Cannibal Capitalism: How our System is Devouring Democracy, Care, and the Planet – and What We Can Do About It

£9.9
FREE Shipping

Cannibal Capitalism: How our System is Devouring Democracy, Care, and the Planet – and What We Can Do About It

Cannibal Capitalism: How our System is Devouring Democracy, Care, and the Planet – and What We Can Do About It

RRP: £99
Price: £9.9
£9.9 FREE Shipping

In stock

We accept the following payment methods

Description

The intriguing cover depicts the ‘self-cannibalizing serpent that eats its own tail’, which captures the author’s essential argument: that capitalism devours everything on which its existence depends – social, economic, political, natural – as well human life and ways of life, and thus everything from which we draw meaning and cultural values. This deadly crisis was caused by a zoonotic leap, the transmission of pathogens from wild animals to humans, most likely due to climate change and deforestation, due to the ravaging of nature.

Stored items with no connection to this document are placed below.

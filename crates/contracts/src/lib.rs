pub mod elements;
pub mod navigation;
pub mod parameters;
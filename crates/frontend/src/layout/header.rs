//! Page header: title, breadcrumb trail, context subtitle, language selector.

use contracts::navigation::{CHILD_CHEMISTRY, SECTION_INPUTS};
use leptos::prelude::*;

use crate::i18n::{use_i18n, LANGUAGES};
use crate::layout::breadcrumb::Breadcrumb;
use crate::navigation::store::NavigationStore;
use crate::shared::components::ui::Select;
use crate::shared::icons::icon;

#[component]
pub fn PageHeader() -> impl IntoView {
    let nav = use_context::<NavigationStore>().expect("NavigationStore not found");
    let i18n = use_i18n();

    let subtitle = move || {
        if nav.section() == SECTION_INPUTS && nav.child() == CHILD_CHEMISTRY {
            match nav.unit().as_str() {
                "reactor" => return i18n.t("header.reactor", "Effluent Parameters"),
                "cooling-towers" => return i18n.t("header.coolingTowers", "Operating Limits"),
                _ => {}
            }
        }
        i18n.t("header.default", "Parameter Management")
    };

    let language_options = Signal::derive(move || {
        LANGUAGES
            .iter()
            .map(|&(code, label)| (code.to_string(), i18n.t(&format!("language.{}", code), label)))
            .collect::<Vec<_>>()
    });
    let current_language = Signal::derive(move || i18n.current_language.get());

    view! {
        <header class="app-header">
            <div class="app-header__left">
                <h1 class="app-header__title">
                    {move || i18n.t("header.title", "Lab Analyses and Constant Parameters")}
                </h1>
                <Breadcrumb />
                <div class="app-header__subtitle">{subtitle}</div>
            </div>
            <div class="app-header__right">
                {icon("globe")}
                <Select
                    value=current_language
                    options=language_options
                    on_change=Callback::new(move |code: String| i18n.set_language(&code))
                />
            </div>
        </header>
    }
}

Every historical iteration is punctuated by outbreaks of crisis and conflict, as all turn out to be ridden with tension and contradiction. Fraser envisages any ‘social surplus’ at the top as the collective wealth of society, not of markets; while at the other end of the spectrum the basic human rights of all (to food, clean water, shelter, clothing, leisure, etc.

At a compact 165 pages, Cannibal Capitalism pulls together and synthesizes a breath-taking amount of material. Her point is not to reduce these conflicts to questions of capitalist economics, in the way some orthodox Marxists in the past sought to reduce all other social struggles to matters of class conflict; rather, she seeks to promote an expanded conception of capitalism that encompasses not just the economy, but an array of social domains, each of which is the site of social struggles concurrent with and co-equal to the class struggle that has been the traditional focus of anti-capitalist critique.

Cannibal capitalism: how our system is devouring democracy, care, and the planet—and what we can do about it. And to what extent this kind of methodological question poses a problem may depend on how far an investigator wants to go in applying her framework to the hermeneutic understanding of how these various historical struggles played out. growth of [ Democratic Socialists of America] , the uptake that [Bernie] Sanders got in his two presidential campaigns. In each of these binaries, the former sphere distinguishes itself from the latter even as it draws resources from the latter, all the while disavowing any responsibility for the resources it draws. It is largely through debt that capital now cannibalizes labor, disciplines states, transfers value from periphery to core, and sucks wealth from society and nature’ (p.Capitalism is cannibalistic, not just in the way it devours other areas of social life, but in ultimately devouring itself. In fact, a key aspect of what makes capitalism capitalism is the way it establishes institutionalized ‘divisions’ between the economic front-story and these various non-economic back-stories, while concealing the ways the former is dependent on the latter. For example, the history of the division between economic production and social reproduction (Chapter 3) is that of a gendered division of labor. Long insistent that social justice demands attention to both redistribution and recognition, she shows why any notion that progressive politics must choose between class or identity rests on a false dichotomy.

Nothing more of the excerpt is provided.